World’s first gene therapy operation to halt common form of vision loss

The world’s first gene therapy operation to tackle the root cause of age-related macular degeneration (AMD), the UK’s most common cause of sight loss.

World’s first gene therapy operation to halt common form of vision loss
Image: Pixabay

Age-related macular degeneration (AMD) is the most common cause of vision loss in people over the age of 50 and affects millions of people worldwide. The common degenerative disease begins with disruptions in a person’s central field of vision, and while it doesn’t always result in complete vision loss, it can profoundly alter one’s ability to undertake simple things such as reading or even recognizing faces.

In AMD, retinal cells are progressively destroyed by an aggressive immune response. This immune response has been found to be triggered by an overactive protein system.

Gyroscope Therapeutics, a UK-based company in collaboration with the University of Oxford have performed the first gene therapy operation aimed at stopping the progression of the most common cause of vision loss. The procedure can potentially deliver a gene that codes for a protein that essentially deactivates this aggressive immune response

However, scientists are yet to determine the success of the procedure. But, they do suggest that this one-off operation could be performed early in the degeneration process and essentially halt the disease in its tracks.

Robert MacLaren, an ophthalmologist from the University of Oxford working on the project said, “We’re harnessing the power of the virus, a naturally occurring organism, to deliver the DNA into the patient’s cells. When the virus opens up inside the retinal cell it releases the DNA of the gene we have cloned, and the cell starts making a protein that we think can modify the disease, correcting the imbalance of the inflammation caused by the complement system.”

For this method, scientists used a benign virus to transport the new gene to where it needs to go. It also involves surgically detaching the retina and directly delivering the viral solution to the back of the eye. This targeted approach ensures the treatment is contained to a single point, while the virus is also engineered to only infect specific retinal cells.

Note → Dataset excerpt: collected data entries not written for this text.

use thiserror::Error;

/// Errors raised while assembling an [`OptimalControlProblem`](crate::OptimalControlProblem).
#[derive(Debug, Clone, PartialEq, Eq, Error)]
pub enum ProblemError {
    #[error("Term already registered: {0}")]
    DuplicateTerm(String),

    #[error("Term not found: {0}")]
    UnknownTerm(String),
}
//! Hessian correction for the backward pass.
//!
//! Raises the smallest eigenvalue of a symmetric curvature matrix to a
//! target `ε` in place. Four strategies trade cost against tightness:
//!
//! 1. **Diagonal shift**: `H + εI`. Cheapest. Reaches the target only when
//!    `H` is already positive semi-definite.
//! 2. **Cholesky modification**: smallest `τ` in a doubling sequence such
//!    that `H − εI + τI` factorises; result `H + τI`.
//! 3. **Eigenvalue modification**: clip the spectrum at `ε` and rebuild.
//!    Tightest; eigenvectors are preserved.
//! 4. **Gershgorin modification**: lift each diagonal entry above its
//!    Gershgorin radius. No factorisation, may over-shift.
//!
//! Every strategy leaves a matrix that already satisfies `λ_min(H) ≥ ε`
//! (up to [`linalg::ROUNDING_TOLERANCE`]) bit-identical.

use std::fmt;
use std::str::FromStr;

use nalgebra::DMatrix;
use serde::{Deserialize, Serialize};
use talos_core::linalg;
use tracing::debug;

use crate::error::{CorrectionError, UnknownStrategy};

/// Hessian correction strategy.
#[derive(Debug, Clone, Copy, PartialEq, Eq, Hash, Default, Serialize, Deserialize)]
#[serde(rename_all = "SCREAMING_SNAKE_CASE")]
pub enum Strategy {
    #[default]
    DiagonalShift,
    CholeskyModification,
    EigenvalueModification,
    GershgorinModification,
}

impl Strategy {
    pub const ALL: [Self; 4] = [
        Self::DiagonalShift,
        Self::CholeskyModification,
        Self::EigenvalueModification,
        Self::GershgorinModification,
    ];

    /// Configuration label, e.g. `"EIGENVALUE_MODIFICATION"`.
    pub const fn as_str(self) -> &'static str {
        match self {
            Self::DiagonalShift => "DIAGONAL_SHIFT",
            Self::CholeskyModification => "CHOLESKY_MODIFICATION",
            Self::EigenvalueModification => "EIGENVALUE_MODIFICATION",
            Self::GershgorinModification => "GERSHGORIN_MODIFICATION",
        }
    }
}

impl fmt::Display for Strategy {
    fn fmt(&self, f: &mut fmt::Formatter<'_>) -> fmt::Result {
        f.write_str(self.as_str())
    }
}

impl FromStr for Strategy {
    type Err = UnknownStrategy;

    fn from_str(name: &str) -> Result<Self, Self::Err> {
        Self::ALL
            .into_iter()
            .find(|s| s.as_str() == name)
            .ok_or_else(|| UnknownStrategy(name.to_string()))
    }
}

/// Correct `matrix` in place so that `λ_min(matrix) ≥ min_eigenvalue`.
///
/// `matrix` must be symmetric. Returns `NotSquare` for non-square input and
/// surfaces factorisation failures of the Cholesky and eigenvalue
/// strategies.
pub fn shift_hessian(
    strategy: Strategy,
    matrix: &mut DMatrix<f64>,
    min_eigenvalue: f64,
) -> Result<(), CorrectionError> {
    if !matrix.is_square() {
        return Err(CorrectionError::NotSquare {
            rows: matrix.nrows(),
            cols: matrix.ncols(),
        });
    }

    if linalg::meets_min_eigenvalue(matrix, min_eigenvalue) {
        return Ok(());
    }

    match strategy {
        Strategy::DiagonalShift => {
            for i in 0..matrix.nrows() {
                matrix[(i, i)] += min_eigenvalue;
            }
            debug!(shift = min_eigenvalue, "diagonal shift");
        }
        Strategy::CholeskyModification => {
            let tau = linalg::make_psd_cholesky(matrix, min_eigenvalue)?;
            if tau > 0.0 {
                debug!(tau, "cholesky modification");
            }
        }
        Strategy::EigenvalueModification => {
            if linalg::make_psd_eigenvalue(matrix, min_eigenvalue)? {
                debug!(min_eigenvalue, "eigenvalue modification");
            }
        }
        Strategy::GershgorinModification => {
            linalg::make_psd_gershgorin(matrix, min_eigenvalue)?;
            debug!(min_eigenvalue, "gershgorin modification");
        }
    }
    Ok(())
}

// ---------------------------------------------------------------------------
// Tests
// ---------------------------------------------------------------------------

World’s first gene therapy operation for common cause of sight loss carried out The virus ins injected into the eye through syringe which is connected to a hydraulic pump.
World’s first gene therapy operation for common cause of sight loss carried out
The virus ins injected into the eye through syringe which is connected to a hydraulic pump.

The first person to undergo the procedure was Mrs. Janet Osborne of Oxford. Like many people with AMD, she has the condition in both eyes, but it is more advanced in her left eye. As is typical with this condition, the central vision in her left eye has deteriorated and is very hazy, although her peripheral vision is better.

The 80-year-old says that her restricted vision makes household tasks like preparing vegetables and sewing difficult, and she cannot read for very long. Often she finds it hard to recognize faces.

She says her motivation for taking part in the trial was the possibility of helping others with AMD: ‘I wasn’t thinking of me. I was thinking of other people. For me, I hope my site doesn’t get any worse. That would be fantastic. It means I wouldn’t be such a nuisance to my family.’

Though further clinical trials are required to test how safe the treatment is, and it will take some time before it is clearly proven to be effective. However, the scientists behind this incredible innovation are hopeful this one-off gene therapy procedure could be administered at the early stages of AMD, stopping the disease before it begins to permanently damage the eye, and potentially saving the sight of millions of people around the world.

Professor MacLaren said: “This is a rapidly evolving field. Given that we understand a lot more now about the manufacture of the treatment, and the effects of the virus when doing gene therapy at the back of the eye, as well as all the other gene therapy programmes being developed at the moment, I would hope that we’ll see a treatment for people with dry AMD within the next few years.”